DDH may be present at birth or become worse as a child matures and grows more active. When diagnosed in a newborn, DDH can usually be treated with a Pavlik harness, a soft leg-positioning device that the baby wears for a few months to promote normal hip joint formation. The harness may also work in older infants, but sometimes the femur must be manipulated into proper position by a surgeon while the baby is under anesthesia. After babies with DDH reach 12 months of age, the likelihood increases that surgeons will need to reposition the hip during open surgery.
Tracking outcomes to guide treatment
To shed light on factors affecting the long-term impact of corrective DDH surgery, Dr. Roach and his research team are reaching out to 148 patients who had open procedures between 1955 and 1995 at Shriners Hospital for Children–Salt Lake City.
Shriners Hospitals provide treatment at no charge for pediatric patients with orthopaedic conditions, burns, spinal cord injuries, and cleft palate. The good will created by providing free care has helped drive interest in Dr. Roach’s study—most patients contacted have agreed to participate.
When patients return for follow-up, radiographs are taken to assess the current status of their hips. Patients also complete the hip and knee outcomes questionnaire developed by the AAOS and several other orthopaedic specialty societies, as well as other questionnaires to evaluate their levels of mobility, pain, disability, and stiffness. These evaluations will provide the most robust evidence to date about long-term outcomes and may suggest a cutoff age for attempting surgical DDH correction.
Dr. Roach’s OREF-funded work has spurred additional grant applications to the Shriners Research Foundation to support further exploration of the impact of family history on the incidence of DDH, subclinical hip abnormalities and arthritis, and genetic factors that may be implicated.
Problem-solving, teaching, and philanthropy
Dr. Roach’s greatest professional satisfactions include his commitment to clinical problem-solving; teaching residents, fellows, and colleagues from U.S. organizations and other countries, including Iraq and Iran; and supporting organizations like OREF that nurture research to move the field forward.
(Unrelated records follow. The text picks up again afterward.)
impl<T: Transport> BroadcastDispatcher<T> {
    pub fn new(endpoints: Vec<Endpoint>, transport: Arc<T>, config: DispatcherConfig) -> Self {
        let breakers = DashMap::new();
        let stats = DashMap::new();
        for endpoint in &endpoints {
            breakers.insert(
                endpoint.name.clone(),
                Mutex::new(CircuitBreaker::new(config.circuit_breaker_threshold, config.circuit_breaker_reset_time)),
            );
            stats.insert(endpoint.name.clone(), EndpointStats::default());
        }
        let rate_limiter = RateLimiter::new(config.rate_limit_per_second);
        let concurrency = Semaphore::new(config.max_concurrent_broadcasts);
        Self {
            endpoints: Mutex::new(endpoints),
            stats,
            breakers,
            transport,
            config: Mutex::new(config),
            rate_limiter,
            queue: Mutex::new(VecDeque::new()),
            concurrency,
            draining: AtomicBool::new(false),
        }
    }

    fn sorted_endpoints(&self) -> Vec<Endpoint> {
        let mut endpoints = self.endpoints.lock().unwrap().clone();
        endpoints.retain(|e| e.enabled);
        endpoints.sort_by_key(|e| e.priority);
        endpoints
    }

    /// Single-shot submission: tries endpoints in ascending priority,
    /// skipping any whose circuit breaker is open, retrying within each
    /// endpoint with exponential backoff.
    pub async fn broadcast(&self, tx: &[u8], options: &BroadcastOptions) -> BroadcastResult {
        if !self.rate_limiter.try_admit() {
            return BroadcastResult {
                success: false,
                endpoint: None,
                tx_id: None,
                retry_count: 0,
                errors: vec![DispatchError::RateLimited.to_string()],
            };
        }

        let _permit = self.concurrency.acquire().await;
        let endpoints = self.sorted_endpoints();
        let candidates: Vec<Endpoint> = if let Some(pinned) = &options.pinned_endpoint {
            endpoints.into_iter().filter(|e| &e.name == pinned).collect()
        } else {
            endpoints
        };

        if candidates.is_empty() {
            return BroadcastResult {
                success: false,
                endpoint: None,
                tx_id: None,
                retry_count: 0,
                errors: vec![DispatchError::NoEndpoints.to_string()],
            };
        }

        let mut errors = Vec::new();
        let mut total_retry_count = 0u32;
        let mut any_breaker_open = false;

        for (idx, endpoint) in candidates.iter().enumerate() {
            let allowed = {
                let breaker = self.breakers.entry(endpoint.name.clone()).or_insert_with(|| {
                    let config = self.config.lock().unwrap();
                    Mutex::new(CircuitBreaker::new(config.circuit_breaker_threshold, config.circuit_breaker_reset_time))
                });
                breaker.lock().unwrap().allow_request()
            };
            if !allowed {
                any_breaker_open = true;
                let has_alternate = idx + 1 < candidates.len();
                let circuit_err = DispatchError::CircuitOpen { retryable: has_alternate };
                errors.push(format!("{}: {}", endpoint.name, circuit_err));
                continue;
            }

            let retry_config = RetryConfig {
                max_retries: options.max_retries_override.unwrap_or(endpoint.max_retries),
                base_backoff: Duration::from_millis(self.config.lock().unwrap().retry_backoff_ms),
                max_backoff: Duration::from_secs(10),
            };
            let timeout = options.timeout_override.unwrap_or(endpoint.timeout);

            let mut ctx = RetryContext::new();
            loop {
                let started = Instant::now();
                let outcome = self.transport.submit(&endpoint.url, tx, timeout).await;
                let latency = started.elapsed();

                match outcome {
                    Ok(result) => {
                        self.record_outcome(&endpoint.name, true, latency);
                        errors.extend(ctx.errors);
                        return BroadcastResult {
                            success: true,
                            endpoint: Some(endpoint.name.clone()),
                            tx_id: Some(result.tx_id),
                            retry_count: ctx.attempt,
                            errors,
                        };
                    }
                    Err(err) => {
                        self.record_outcome(&endpoint.name, false, latency);
                        let retryable = classify_error(&err.to_string()) == ErrorClass::Retryable || err.is_retryable();
                        let attempt_for_backoff = ctx.attempt;
                        ctx.record_failure(format!("{}: {}", endpoint.name, err));
                        if retryable && retry_config.should_retry(attempt_for_backoff) {
                            tokio::time::sleep(retry_config.backoff_for_attempt(attempt_for_backoff)).await;
                            total_retry_count += 1;
                            continue;
                        }
                        break;
                    }
                }
            }
            errors.extend(ctx.errors);
        }

        BroadcastResult {
            success: false,
            endpoint: None,
            tx_id: None,
            retry_count: total_retry_count,
            errors: if any_breaker_open && errors.iter().all(|e| e.contains("circuit breaker open")) {
                vec!["circuit breaker open".to_string()]
            } else {
                errors
            },
        }
    }

    fn record_outcome(&self, endpoint_name: &str, success: bool, latency: Duration) {
        if let Some(mut stats) = self.stats.get_mut(endpoint_name) {
            stats.record(success, latency);
        }
        let breaker_open = if let Some(breaker) = self.breakers.get(endpoint_name) {
            let mut breaker = breaker.lock().unwrap();
            if success {
                breaker.on_success();
            } else {
                breaker.on_failure();
            }
            breaker.state() == BreakerState::Open
        } else {
            false
        };
        crate::metrics::record_broadcast(endpoint_name, success, latency.as_secs_f64());
        crate::metrics::set_circuit_breaker_open(endpoint_name, breaker_open);
    }

    /// Chunks `txs` into endpoint-accepted batch sizes and submits with
    /// bounded concurrency.
    pub async fn batch_broadcast(&self, txs: &[Vec<u8>], options: &BroadcastOptions) -> Vec<BroadcastResult> {
        let batch_size = self.config.lock().unwrap().batch_size.max(1);
        let mut results = Vec::with_capacity(txs.len());
        for chunk in txs.chunks(batch_size) {
            let futures = chunk.iter().map(|tx| self.broadcast(tx, options));
            results.extend(futures::future::join_all(futures).await);
        }
        results
    }

    /// Rate-limited variant for sustained throughput.
    pub async fn streaming_broadcast(&self, txs: &[Vec<u8>], rate_limit_per_second: u32) -> Vec<BroadcastResult> {
        let mut results = Vec::with_capacity(txs.len());
        let interval = if rate_limit_per_second > 0 {
            Duration::from_secs_f64(1.0 / rate_limit_per_second as f64)
        } else {
            Duration::ZERO
        };
        for tx in txs {
            results.push(self.broadcast(tx, &BroadcastOptions::default()).await);
            if !interval.is_zero() {
                tokio::time::sleep(interval).await;
            }
        }
        results
    }

    /// Defers to the internal priority queue; returns a handle that
    /// resolves with the broadcast result. Entries are kept in a single
    /// sequence ordered by (priority rank, enqueue-timestamp); insertion is
    /// O(n) in queue length.
    pub fn enqueue(&self, tx: Vec<u8>, priority: Priority) -> Result<oneshot::Receiver<BroadcastResult>, DispatchError> {
        if self.draining.load(Ordering::Acquire) {
            return Err(DispatchError::ShuttingDown);
        }
        let max_queue_size = self.config.lock().unwrap().max_queue_size;
        let mut queue = self.queue.lock().unwrap();
        if queue.len() >= max_queue_size {
            return Err(DispatchError::QueueFull);
        }
        let (result_tx, result_rx) = oneshot::channel();
        let entry = QueuedBroadcast {
            tx,
            priority,
            enqueue_timestamp: Instant::now(),
            options: BroadcastOptions { priority: Some(priority), ..Default::default() },
            result_tx,
        };
        let pos = queue
            .iter()
            .position(|q| (q.priority, q.enqueue_timestamp) > (entry.priority, entry.enqueue_timestamp))
            .unwrap_or(queue.len());
        queue.insert(pos, entry);
        crate::metrics::set_dispatch_queue_depth(queue.len());
        Ok(result_rx)
    }

    /// Pops and processes the highest-priority queued broadcast, if any.
    /// Returns `false` when the queue was empty. A cancelled enqueue entry
    /// (receiver dropped) still completes; its result is simply discarded.
    pub async fn drain_once(&self) -> bool {
        let entry = {
            let mut queue = self.queue.lock().unwrap();
            let entry = queue.pop_front();
            crate::metrics::set_dispatch_queue_depth(queue.len());
            entry
        };
        match entry {
            Some(entry) => {
                let result = self.broadcast(&entry.tx, &entry.options).await;
                let _ = entry.result_tx.send(result);
                true
            }
            None => false,
        }
    }

    /// Stops accepting new `enqueue` calls, lets in-flight queue entries
    /// drain up to `grace`, then abandons the rest.
    pub async fn drain(&self, grace: Duration) {
        self.draining.store(true, Ordering::Release);
        let deadline = Instant::now() + grace;
        while Instant::now() < deadline {
            if !self.drain_once().await {
                break;
            }
        }
        let abandoned = self.queue.lock().unwrap().len();
        if abandoned > 0 {
            tracing::warn!(abandoned, "dispatcher drain grace period expired; abandoning remaining queue entries");
            self.queue.lock().unwrap().clear();
        }
    }

    /// Polls endpoints for on-chain status.
    pub async fn status(&self, tx_id: &str) -> OnChainStatus {
        for endpoint in self.sorted_endpoints() {
            if let Ok(status) = self.transport.status(&endpoint.url, tx_id).await {
                if status != OnChainStatus::Unknown {
                    return status;
                }
            }
        }
        OnChainStatus::Unknown
    }

    pub fn health_snapshot(&self) -> Vec<EndpointHealthSnapshot> {
        self.sorted_endpoints()
            .into_iter()
            .map(|e| {
                let stats = self.stats.get(&e.name).map(|s| s.clone()).unwrap_or_default();
                let breaker = self.breakers.get(&e.name);
                let (breaker_state, consecutive_failures) = breaker
                    .map(|b| {
                        let b = b.lock().unwrap();
                        (b.state(), b.consecutive_failures())
                    })
                    .unwrap_or((BreakerState::Closed, 0));
                EndpointHealthSnapshot {
                    name: e.name,
                    health: stats.health,
                    breaker_state,
                    consecutive_failures,
                    avg_latency: stats.avg_latency,
                }
            })
            .collect()
    }

    pub fn replace_endpoints(&self, endpoints: Vec<Endpoint>) {
        for endpoint in &endpoints {
            self.breakers.entry(endpoint.name.clone()).or_insert_with(|| {
                let config = self.config.lock().unwrap();
                Mutex::new(CircuitBreaker::new(config.circuit_breaker_threshold, config.circuit_breaker_reset_time))
            });
            self.stats.entry(endpoint.name.clone()).or_default();
        }
        *self.endpoints.lock().unwrap() = endpoints;
    }
}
“Over a lifetime of learning and teaching, I’ve seen time and again how important OREF funding can be for young physicians who are considering a clinician-scientist career path,” Dr. Roach noted. “In many academic settings, getting that first grant is a critical first step to obtaining future funding. Now, I have firsthand experience of the importance of OREF’s support in pursuing a new line of investigation and establishing its credibility with other funding bodies.
“I’ve been a member of the OREF Shands Circle for many years,” he continued. “I believe all physicians have a stake in clinical research because it’s such a big factor in improving quality of life for both us and our patients.”
Dr. Roach is a pediatric orthopaedic surgeon at Children’s Hospital of Pittsburgh of the University of Pittsburgh Medical Center, where he leads a new partnership between Children’s Hospital and Shriners Hospital for Children–Erie. He formerly served as chief of staff at Shriners Hospital for Children–Salt Lake City. Dr. Roach was the 2010–2011 president of the Pediatric Orthopaedic Society of North America.